Researchers Find 'Anonymized' Data Is Even Less Anonymous Than We Thought

Last fall, AdBlock Plus creator Wladimir Palant revealed that Avast was using its popular antivirus software to collect and sell user data. While the effort was eventually shuttered, Avast CEO Ondrej Vlcek first downplayed the scandal, assuring the public the collected data had been “anonymized”—or stripped of any obvious identifiers like names or phone numbers.

“We absolutely do not allow any advertisers or any third party…to get any access through Avast or any data that would allow the third party to target that specific individual,” Vlcek said.

But analysis from students at Harvard University shows that anonymization isn’t the magic bullet companies like to pretend it is.

Dasha Metropolitansky and Kian Attari, two students at the Harvard John A. Paulson School of Engineering and Applied Sciences, recently built a tool that combs through vast troves of consumer datasets exposed from breaches for a class paper they’ve yet to publish.

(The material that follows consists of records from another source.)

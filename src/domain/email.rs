use serde::{Deserialize, Serialize};

/// How many stored emails the dashboard keeps (newest first).
pub const EMAIL_PREVIEW_COUNT: usize = 3;

/// A stored email as delivered by the remote service. Every field may be
/// missing or null.
#[derive(Debug, Clone, Default, PartialEq, Eq, Serialize, Deserialize)]
pub struct EmailRecord {
    #[serde(default)]
    pub subject: Option<String>,
    /// Stored rows call this `sender`.
    #[serde(default, alias = "sender")]
    pub from: Option<String>,
    #[serde(default)]
    pub date: Option<String>,
    #[serde(default)]
    pub snippet: Option<String>,
}

impl EmailRecord {
    pub fn subject_or_placeholder(&self) -> &str {
        non_empty(&self.subject).unwrap_or("No Subject")
    }

    pub fn from_or_placeholder(&self) -> &str {
        non_empty(&self.from).unwrap_or("Unknown Sender")
    }

    pub fn date_or_placeholder(&self) -> &str {
        non_empty(&self.date).unwrap_or("No Date Provided")
    }

    pub fn snippet_or_placeholder(&self) -> &str {
        non_empty(&self.snippet).unwrap_or("No content available.")
    }
}

fn non_empty(v: &Option<String>) -> Option<&str> {
    v.as_deref().filter(|s| !s.trim().is_empty())
}

#[cfg(test)]
mod tests {
    use super::*;

    #[test]
    fn missing_and_null_fields_use_placeholders() {
        let e: EmailRecord = serde_json::from_str(r#"{"subject": null, "from": ""}"#).unwrap();
        assert_eq!(e.subject_or_placeholder(), "No Subject");
        assert_eq!(e.from_or_placeholder(), "Unknown Sender");
        assert_eq!(e.date_or_placeholder(), "No Date Provided");
        assert_eq!(e.snippet_or_placeholder(), "No content available.");
    }

    #[test]
    fn stored_row_sender_fills_from() {
        let e: EmailRecord = serde_json::from_str(
            r#"{"id": "18c2", "user_id": "u", "subject": "Hi", "sender": "boss@corp.com", "date": null, "snippet": "see you", "processed": false}"#,
        )
        .unwrap();
        assert_eq!(e.from_or_placeholder(), "boss@corp.com");
        assert_eq!(e.date_or_placeholder(), "No Date Provided");
    }

    #[test]
    fn extra_fields_are_ignored() {
        let e: EmailRecord = serde_json::from_str(
            r#"{"id": "abc", "subject": "Hi", "from": "a@b.c", "date": "Mon, 1 Jan 2024", "snippet": "hello"}"#,
        )
        .unwrap();
        assert_eq!(e.subject_or_placeholder(), "Hi");
        assert_eq!(e.snippet_or_placeholder(), "hello");
    }
}
use std::collections::HashMap;

/// Per-meeting scratch notes plus the single expanded meeting.
///
/// Keys are positions in the current meeting list, so the whole editor is
/// cleared whenever that list is replaced.
#[derive(Debug, Clone, Default, PartialEq, Eq)]
pub struct NoteEditor {
    notes: HashMap<usize, String>,
    expanded: Option<usize>,
}

impl NoteEditor {
    /// Collapse `index` if it is the expanded one, otherwise expand it.
    pub fn toggle(&mut self, index: usize) {
        self.expanded = if self.expanded == Some(index) {
            None
        } else {
            Some(index)
        };
    }

    pub fn set_note(&mut self, index: usize, text: impl Into<String>) {
        self.notes.insert(index, text.into());
    }

    pub fn note(&self, index: usize) -> &str {
        self.notes.get(&index).map(String::as_str).unwrap_or("")
    }

    pub fn expanded(&self) -> Option<usize> {
        self.expanded
    }

    pub fn is_empty(&self) -> bool {
        self.notes.is_empty() && self.expanded.is_none()
    }

    pub fn reset(&mut self) {
        self.notes.clear();
        self.expanded = None;
    }
}

#[cfg(test)]
mod tests {
    use super::*;

    #[test]
    fn toggling_same_index_collapses() {
        let mut n = NoteEditor::default();
        n.toggle(2);
        assert_eq!(n.expanded(), Some(2));
        n.toggle(2);
        assert_eq!(n.expanded(), None);
    }

    #[test]
    fn only_one_meeting_is_expanded() {
        let mut n = NoteEditor::default();
        n.toggle(2);
        n.toggle(5);
        assert_eq!(n.expanded(), Some(5));
    }

    #[test]
    fn notes_upsert_by_index() {
        let mut n = NoteEditor::default();
        n.set_note(1, "draft");
        n.set_note(1, "final");
        assert_eq!(n.note(1), "final");
        assert_eq!(n.note(0), "");
        n.reset();
        assert!(n.is_empty());
    }
}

“The program takes in a list of personally identifiable information, such as a list of emails or usernames, and searches across the leaks for all the credential data it can find for each person,” Attari said in a press release.

They told Motherboard their tool analyzed thousands of datasets from data scandals ranging from the 2015 hack of Experian, to the hacks and breaches that have plagued services from MyHeritage to porn websites. Despite many of these datasets containing “anonymized” data, the students say that identifying actual users wasn’t all that difficult.

Videos by VICE

“An individual leak is like a puzzle piece,” Harvard researcher Dasha Metropolitansky told Motherboard. “On its own, it isn’t particularly powerful, but when multiple leaks are brought together, they form a surprisingly clear picture of our identities. People may move on from these leaks, but hackers have long memories.”

For example, while one company might only store usernames, passwords, email addresses, and other basic account information, another company may have stored information on your browsing or location data. Independently they may not identify you, but collectively they reveal numerous intimate details even your closest friends and family may not know.

“We showed that an ‘anonymized’ dataset from one place can easily be linked to a non-anonymized dataset from somewhere else via a column that appears in both datasets,” Metropolitansky said. “So we shouldn’t assume that our personal information is safe just because a company claims to limit how much they collect and store.”

The students told Motherboard they were “astonished” by the sheer volume of total data now available online and on the dark web. Metropolitansky and Attari said that even with privacy scandals now a weekly occurrence, the public is dramatically underestimating the impact on privacy and security these leaks, hacks, and breaches have in total.

Previous studies have shown that even within independent individual anonymized datasets, identifying users isn’t all that difficult.

In one 2019 UK study, researchers were able to develop a machine learning model capable of correctly identifying 99.98 percent of Americans in any anonymized dataset using just 15 characteristics. A different MIT study of anonymized credit card data found that users could be identified 90 percent of the time using just four relatively vague points of information.

Another German study looking at anonymized user vehicle data found that that 15 minutes’ worth of data from brake pedal use could let them identify the right driver, out of 15 options, roughly 90 percent of the time. Another 2017 Stanford and Princeton study showed that deanonymizing user social networking data was also relatively simple.

Individually these data breaches are problematic—cumulatively they’re a bit of a nightmare.

Metropolitansky and Attari also found that despite repeated warnings, the public still isn’t using unique passwords or password managers. Of the 96,000 passwords contained in one of the program’s output datasets—just 26,000 were unique.

The problem is compounded by the fact that the United States still doesn’t have even a basic privacy law for the internet era, thanks in part to relentless lobbying from a cross-industry coalition of corporations eager to keep this profitable status quo intact. As a result, penalties for data breaches and lax security are often too pathetic to drive meaningful change.

Harvard’s researchers told Motherboard there’s several restrictions a meaningful U.S. privacy law could implement to potentially mitigate the harm, including restricting data access to unauthorized employees, maininting better records on data collection and retention, and decentralizing data storage (not keeping corporate and consumer data on the same server).

Until then, we’re left relying on the promises of corporations who’ve repeatedly proven their privacy promises aren’t worth all that much.